What is expected: Print, exactly as written, every line from the first line of the records below through the line containing "use clap::Parser;", and nothing further.
--- The data Enclosed Below ---
//! Demonstration harness (non-normative, see `spec.md` §6): reads a file,
//! derives a key from a passphrase, stages, challenges with a seed, and
//! prints hex-encoded roots and the verify boolean.

use clap::Parser;
use poc_custody::{challenge, primitives, proof, stage::Stage, verify};
use std::path::PathBuf;
use std::process::ExitCode;

#[derive(Parser)]
#[command(name = "poc-custody")]
#[command(about = "Proof-of-custody challenge/response demo")]
struct Args {
    /// Path of the file to stage and prove custody of.
    #[arg(long)]
    file: PathBuf,

    /// Passphrase the private key is derived from: keccak256(hex(passphrase)).
    #[arg(long, default_value = "hello world")]
    passphrase: String,

    /// Challenge seed. Defaults to the passphrase.
    #[arg(long)]
    seed: Option<String>,

    /// Number of independent sub-challenges.
    #[arg(long, default_value_t = 5)]
    n_sub: usize,

    /// Print the commitment, challenge, and PoC as JSON instead of hex summaries.
    #[arg(long)]
    json: bool,
}

fn main() -> ExitCode {
    let args = Args::parse();

    match run(&args) {
        Ok(valid) => {
            if valid {
                ExitCode::SUCCESS
            } else {
                ExitCode::FAILURE
            }
        }
        Err(e) => {
            println!("error: {e}");
            ExitCode::FAILURE
        }
    }
}

fn run(args: &Args) -> poc_custody::Result<bool> {
    let file_bytes = std::fs::read(&args.file)?;

    let priv_key = primitives::hash(hex::encode(args.passphrase.as_bytes()).as_bytes());
    let seed = args.seed.clone().unwrap_or_else(|| args.passphrase.clone());

    let stage = Stage::build(&file_bytes, &priv_key)?;
    let commitment = stage.commitment();

    let depth = stage.data_tree.depth();
    let challenge = challenge::generate(seed.as_bytes(), args.n_sub, depth);
    let poc = proof::produce(&stage, &challenge);

    let valid = verify::verify(&poc, stage.data_root(), stage.sig_root(), &challenge);

    if args.json {
        println!(
            "{}",
            serde_json::json!({
                "commitment": commitment,
                "challenge": challenge,
                "poc": poc,
                "valid": valid,
            })
        );
    } else {
        println!("data_root:  {}", hex::encode(stage.data_root()));
        println!("sig_root:   {}", hex::encode(commitment.sig_root));
        println!("depth:      {depth}");
        println!("n_sub:      {}", args.n_sub);
        println!("valid:      {valid}");
    }

    Ok(valid)
}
--- End of Enclosed The data ---
Response area:
//! Demonstration harness (non-normative, see `spec.md` §6): reads a file,
//! derives a key from a passphrase, stages, challenges with a seed, and
//! prints hex-encoded roots and the verify boolean.

use clap::Parser;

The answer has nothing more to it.